UNIVERSITY PARK (AP) - Playing at Beaver Stadium in front of loyal blue-and-white fans would seem to be the last place where Penn State would have a problem with noise.
It turns out that support was louder than even the Nittany Lions offense expected, leading to problems for the up-tempo offense against Ohio State's front seven.
So quarterback Matt McGloin and the offensive line are focusing in part this week on improving communications when things get rough as Penn State (5-3, 3-1 Big Ten) looks to get back on track with a visit Saturday to struggling Purdue.
"We've tried to really work on that with the music, and with the loud noise during practice," O'Brien said Wednesday at Beaver Stadium. "It really starts with me and coaching ... we've tried to coach it better and be more detailed with it this week."

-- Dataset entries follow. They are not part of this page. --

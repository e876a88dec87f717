//! The carrier fluid.

use glam::{Vec2, Vec4};

use crate::config::PrimaryConfig;
use crate::error::FluidError;
use crate::field::FieldView;
use crate::layer::Layer;
use crate::ops::{self, Confinement, Falloff, Projector};

/// Incompressible carrier with premultiplied dye.
#[derive(Clone, Debug)]
pub struct PrimaryLayer {
    pub layer: Layer,
    projector: Projector,
    confinement: Confinement,
}

impl PrimaryLayer {
    pub fn new(width: usize, height: usize) -> Result<Self, FluidError> {
        Ok(Self {
            layer: Layer::new(width, height)?,
            projector: Projector::new(width, height)?,
            confinement: Confinement::new(width, height)?,
        })
    }

    /// Resample into a new layer of the given size, leaving `self` untouched.
    pub fn resampled(&self, width: usize, height: usize) -> Result<Self, FluidError> {
        Ok(Self {
            layer: self.layer.resampled(width, height)?,
            projector: Projector::new(width, height)?,
            confinement: Confinement::new(width, height)?,
        })
    }

    /// Add a radial velocity and dye impulse. Positions and radius are in cells.
    pub fn apply_impulse(&mut self, center: Vec2, radius: f32, velocity: Vec2, dye: Vec4, falloff: Falloff) {
        ops::splat_vector(&mut self.layer.velocity, center, radius, velocity, falloff);
        ops::splat_scalar(&mut self.layer.scalar, center, radius, &dye.to_array(), falloff);
    }

    /// Advect, diffuse, project and confine.
    pub fn step(&mut self, dt: f32, config: &PrimaryConfig) {
        let layer = &mut self.layer;

        ops::advect_velocity(&mut layer.velocity, dt, config.velocity_dissipation);
        if config.viscosity > 0.0 {
            ops::diffuse(&mut layer.velocity, config.viscosity, dt, config.diffusion_iterations, false);
        }
        self.projector.project(&mut layer.velocity, config.pressure_iterations);

        ops::advect(
            &mut layer.scalar,
            layer.velocity.view(),
            dt,
            config.dye_dissipation,
            config.advection,
        );
        if config.dye_diffusion > 0.0 {
            ops::diffuse(&mut layer.scalar, config.dye_diffusion, dt, config.diffusion_iterations, false);
        }

        self.confinement
            .apply(&mut layer.velocity, config.vorticity, dt, config.max_vorticity_force);
    }

    /// Pressure from the most recent projection.
    pub fn pressure(&self) -> FieldView<'_> {
        self.projector.pressure()
    }

    /// Curl from the most recent confinement pass.
    pub fn curl(&self) -> FieldView<'_> {
        self.confinement.curl()
    }
}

Some perspective might be in order first, though, between Penn State, Purdue and their respective venues.
Until Saturday's sellout crowd of more than 107,000 for the 35-23 loss to No. 6 Ohio State, Penn State had averaged about 97,000 this year - and that's considered low. Beaver Stadium can be one of the loudest venues in the country.
"Saturday was probably the only place in the country where at home you use a silent cadence," McGloin said. "We really weren't expecting that."
Contrast this to Purdue, which hasn't had a crowd at Ross-Ade Stadium larger than the 50,105 fans who showed up for a 44-13 loss Oct. 6 to Michigan. It was the start of a four-game losing streak that seemingly has the Boilermakers desperate. Coach Danny Hope might be under even more pressure to get things turned around.
The Nittany Lions are determined to avoid becoming Purdue's first Big Ten victim.
"We know it's going to be a tough environment going out there. They could easily have a few more wins than they've had," McGloin said. He was probably referring to the 29-22 overtime loss to the Buckeyes two weeks ago.
"We have to continue to move forward and match their intensity."
There's no real magic fix to communications issues. In Penn State's own loss to Ohio State, that miscommunication up front in part led to poor protection of McGloin, the Big Ten's leading passer (264.4 yards). That, in turn, disrupted Penn State's high-scoring offense.
So at practice, the Nittany Lions will continue to practice with loud music and work on silent counts. It was part of a broader problem of uncharacteristic unforced errors that tripped up Penn State against the Buckeyes, which also included penalties.
Right guard John Urschel said part of the problem for him may have been being too excited for the big game against the Buckeyes. He's not using any of it as an excuse, though.
"The burden is on us to get things done," Urschel said. "We need to make sure that we communicate with each other ... and make sure that we're precise about these things."
Actually, Penn State has been playing well away from home of late. After a one-point loss to Virginia in September, the Nittany Lions have built big leads in back-to-back conference road wins in October at Illinois (35-7) and Iowa (38-14).
Sophomore defensive back Adrian Amos said the leadership established by seniors like linebackers Michael Mauti and Gerald Hodges have helped keep the close-knit team focused on the road.
"It might be easier for us away from home," Amos said. "You don't know anybody but your teammates."
Notes: Tight end Kyle Carter is listed as probable on the injury report after injuring his left ankle late in last week's game against Ohio State. O'Brien said Wednesday that Carter was day-to-day and coaches would check later in the week on how well he could cut in the open field to determine if his availability. The 6-foot-3 Carter (35 catches for 441 yards, 2 TDs) has turned into a top target in the passing game. ... K Sam Ficken (quad) has been limited in practice in recent weeks. "We have had to monitor his leg over the last couple of weeks, so that's what we're trying to do here leading into this game, too and hopefully by the end of the week we will have a better idea of what his range can be," O'Brien said.